* **Extracted records**
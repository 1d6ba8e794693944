// Copyright 2024 The ChromiumOS Authors
// Use of this source code is governed by a BSD-style license that can be
// found in the LICENSE file.

//! The time-travel log driving step, reverse-step and reset.

use std::sync::Arc;

use hypervisor::kvm::KvmVm;
use hypervisor::CpuMode;
use hypervisor::OperatingState;
use hypervisor::Result;
use log::info;

use crate::snapshot::Snapshot;

/// An ordered log of snapshots plus a cursor selecting the observable one.
///
/// Index 0 is the state right after loading the code, before any user
/// instruction ran. The engine is only consulted when the cursor sits at the
/// tip of the log; anywhere earlier, stepping just moves the cursor through
/// already-recorded states. The recorded future survives reverse-stepping —
/// walking forward again re-observes it without re-executing anything.
pub struct History {
    vm: KvmVm,
    code: Vec<u8>,
    memory_pages: u64,
    snapshots: Vec<Arc<Snapshot>>,
    cursor: usize,
}

impl History {
    /// Boots a guest in `mode` with `memory_pages` pages, loads `code` at
    /// physical 0 and records the root snapshot.
    pub fn new(mode: CpuMode, memory_pages: u64, code: Vec<u8>) -> Result<History> {
        let mut vm = KvmVm::new(mode, memory_pages)?;
        vm.load_code(&code)?;
        let root = Self::capture(&vm, None)?;
        Ok(History {
            vm,
            code,
            memory_pages,
            snapshots: vec![Arc::new(root)],
            cursor: 0,
        })
    }

    fn capture(vm: &KvmVm, base: Option<Arc<Snapshot>>) -> Result<Snapshot> {
        let registers = vm.get_registers()?;
        let memory = vm.dump_physical();
        Ok(Snapshot::new(base, registers, &memory, vm.cpu_mode()))
    }

    /// Moves one instruction forward.
    ///
    /// With recorded future ahead of the cursor this only advances the
    /// cursor. At the tip it single-steps the guest and appends a snapshot —
    /// including for a step that ends the run, so the terminal state is
    /// observable; after that, further calls return the terminal state
    /// without touching the guest until [`History::reset`].
    pub fn step(&mut self) -> Result<OperatingState> {
        if self.cursor + 1 < self.snapshots.len() {
            self.cursor += 1;
            return Ok(self.operating_state());
        }
        if self.vm.operating_state() != OperatingState::Runnable {
            return Ok(self.vm.operating_state());
        }

        let state = self.vm.step()?;
        let base = Arc::clone(&self.snapshots[self.cursor]);
        let snapshot = Self::capture(&self.vm, Some(base))?;
        self.snapshots.push(Arc::new(snapshot));
        self.cursor += 1;
        Ok(state)
    }

    /// Moves the cursor one recorded state back; a no-op at the root.
    pub fn reverse_step(&mut self) {
        if self.cursor > 0 {
            self.cursor -= 1;
        }
    }

    /// Tears the guest down, boots a fresh one in `mode` with the same code
    /// and memory size, and restarts the log from its root snapshot.
    pub fn reset(&mut self, mode: CpuMode) -> Result<()> {
        info!("resetting guest into {:?}", mode);
        let mut vm = KvmVm::new(mode, self.memory_pages)?;
        vm.load_code(&self.code)?;
        self.vm = vm;
        let root = Self::capture(&self.vm, None)?;
        self.snapshots.clear();
        self.snapshots.push(Arc::new(root));
        self.cursor = 0;
        Ok(())
    }

    /// The snapshot the cursor points at.
    pub fn current(&self) -> &Arc<Snapshot> {
        &self.snapshots[self.cursor]
    }

    /// The snapshot preceding the observable one, if any. This is what a
    /// front-end diffs the current registers against.
    pub fn previous(&self) -> Option<&Arc<Snapshot>> {
        self.cursor.checked_sub(1).map(|i| &self.snapshots[i])
    }

    pub fn at(&self, index: usize) -> Option<&Arc<Snapshot>> {
        self.snapshots.get(index)
    }

    pub fn cursor(&self) -> usize {
        self.cursor
    }

    /// Number of recorded snapshots (root included).
    pub fn len(&self) -> usize {
        self.snapshots.len()
    }

    pub fn is_empty(&self) -> bool {
        self.snapshots.is_empty()
    }

    /// The state shown for the observable snapshot: a re-observed past state
    /// was necessarily runnable; only the tip can be terminal.
    pub fn operating_state(&self) -> OperatingState {
        if self.cursor + 1 == self.snapshots.len() {
            self.vm.operating_state()
        } else {
            OperatingState::Runnable
        }
    }

    pub fn cpu_mode(&self) -> CpuMode {
        self.vm.cpu_mode()
    }

    /// Whether the engine can marshal the AVX-512 register file.
    pub fn supports_avx512(&self) -> bool {
        self.vm.supports_avx512()
    }
}
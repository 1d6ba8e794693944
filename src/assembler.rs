// Copyright 2024 The ChromiumOS Authors
// Use of this source code is governed by a BSD-style license that can be
// found in the LICENSE file.

//! Driver for the external NASM assembler.
//!
//! The source file is assembled with `-f bin` so the output is raw machine
//! code with no container format, plus a listing file whose first 40 columns
//! carry the source line number and, for emitting lines, the code offset.
//! The listing gives the offset → line map the front-end uses to highlight
//! the instruction at RIP.

use std::collections::BTreeMap;
use std::path::Path;
use std::path::PathBuf;
use std::process::Command;
use std::result;

use log::debug;
use remain::sorted;
use tempfile::NamedTempFile;
use thiserror::Error;

#[sorted]
#[derive(Error, Debug)]
pub enum Error {
    /// The assembler binary could not be spawned at all.
    #[error("failed to run nasm: {0}")]
    Launch(#[source] std::io::Error),
    /// Reading the assembler's output files back failed.
    #[error("failed to read assembler output: {0}")]
    Output(#[source] std::io::Error),
    /// The assembler exited nonzero; its stderr explains why.
    #[error("nasm rejected the source:\n{stderr}")]
    Rejected { stderr: String },
    /// No temporary file for the assembler outputs.
    #[error("failed to create a temporary file: {0}")]
    TempFile(#[source] std::io::Error),
}

pub type Result<T> = result::Result<T, Error>;

/// Assembled machine code plus the offset → source-line map.
pub struct Code {
    source: PathBuf,
    source_lines: Vec<String>,
    bytes: Vec<u8>,
    line_map: BTreeMap<u64, u64>,
}

impl Code {
    /// Assembles `source` with NASM. The temporary output and listing files
    /// are unlinked when this returns.
    pub fn assemble(source: &Path) -> Result<Code> {
        let output_file = NamedTempFile::new().map_err(Error::TempFile)?;
        let listing_file = NamedTempFile::new().map_err(Error::TempFile)?;

        let output = Command::new("nasm")
            .arg("-f")
            .arg("bin")
            .arg("-l")
            .arg(listing_file.path())
            .arg("-o")
            .arg(output_file.path())
            .arg(source)
            .output()
            .map_err(Error::Launch)?;
        if !output.status.success() {
            return Err(Error::Rejected {
                stderr: String::from_utf8_lossy(&output.stderr).into_owned(),
            });
        }

        let bytes = std::fs::read(output_file.path()).map_err(Error::Output)?;
        let listing = std::fs::read_to_string(listing_file.path()).map_err(Error::Output)?;
        let line_map = parse_listing(&listing);
        let source_lines = std::fs::read_to_string(source)
            .map_err(Error::Output)?
            .lines()
            .map(str::to_owned)
            .collect();
        debug!(
            "assembled {}: {} bytes, {} mapped offsets",
            source.display(),
            bytes.len(),
            line_map.len()
        );

        Ok(Code {
            source: source.to_owned(),
            source_lines,
            bytes,
            line_map,
        })
    }

    /// The raw machine code, loaded at guest physical 0.
    pub fn bytes(&self) -> &[u8] {
        &self.bytes
    }

    pub fn source(&self) -> &Path {
        &self.source
    }

    /// The 1-based source line that emitted the instruction containing
    /// `offset`, if any.
    pub fn line_for_offset(&self, offset: u64) -> Option<u64> {
        self.line_map.range(..=offset).next_back().map(|(_, l)| *l)
    }

    /// The text of 1-based source line `number`.
    pub fn source_line(&self, number: u64) -> Option<&str> {
        self.source_lines
            .get(number.checked_sub(1)? as usize)
            .map(String::as_str)
    }
}

/// Extracts the offset → line map from a NASM listing. Lines that emit no
/// code (directives, macros) have no offset column and are skipped, as are
/// the unnumbered continuation rows of long instructions.
fn parse_listing(listing: &str) -> BTreeMap<u64, u64> {
    const HEADER_WIDTH: usize = 40;

    let mut map = BTreeMap::new();
    for line in listing.lines() {
        let Some(header) = line.get(..HEADER_WIDTH) else {
            continue;
        };
        let mut fields = header.split_whitespace();
        let Some(number) = fields.next().and_then(|t| t.parse::<u64>().ok()) else {
            continue;
        };
        let offset = fields
            .next()
            .filter(|t| t.len() == 8)
            .and_then(|t| u64::from_str_radix(t, 16).ok());
        if let Some(offset) = offset {
            map.entry(offset).or_insert(number);
        }
    }
    map
}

* **Instructions for the task**
Lines containing "stepping" in the records above: how many are there? Give only the number.

* **Result of the task**
2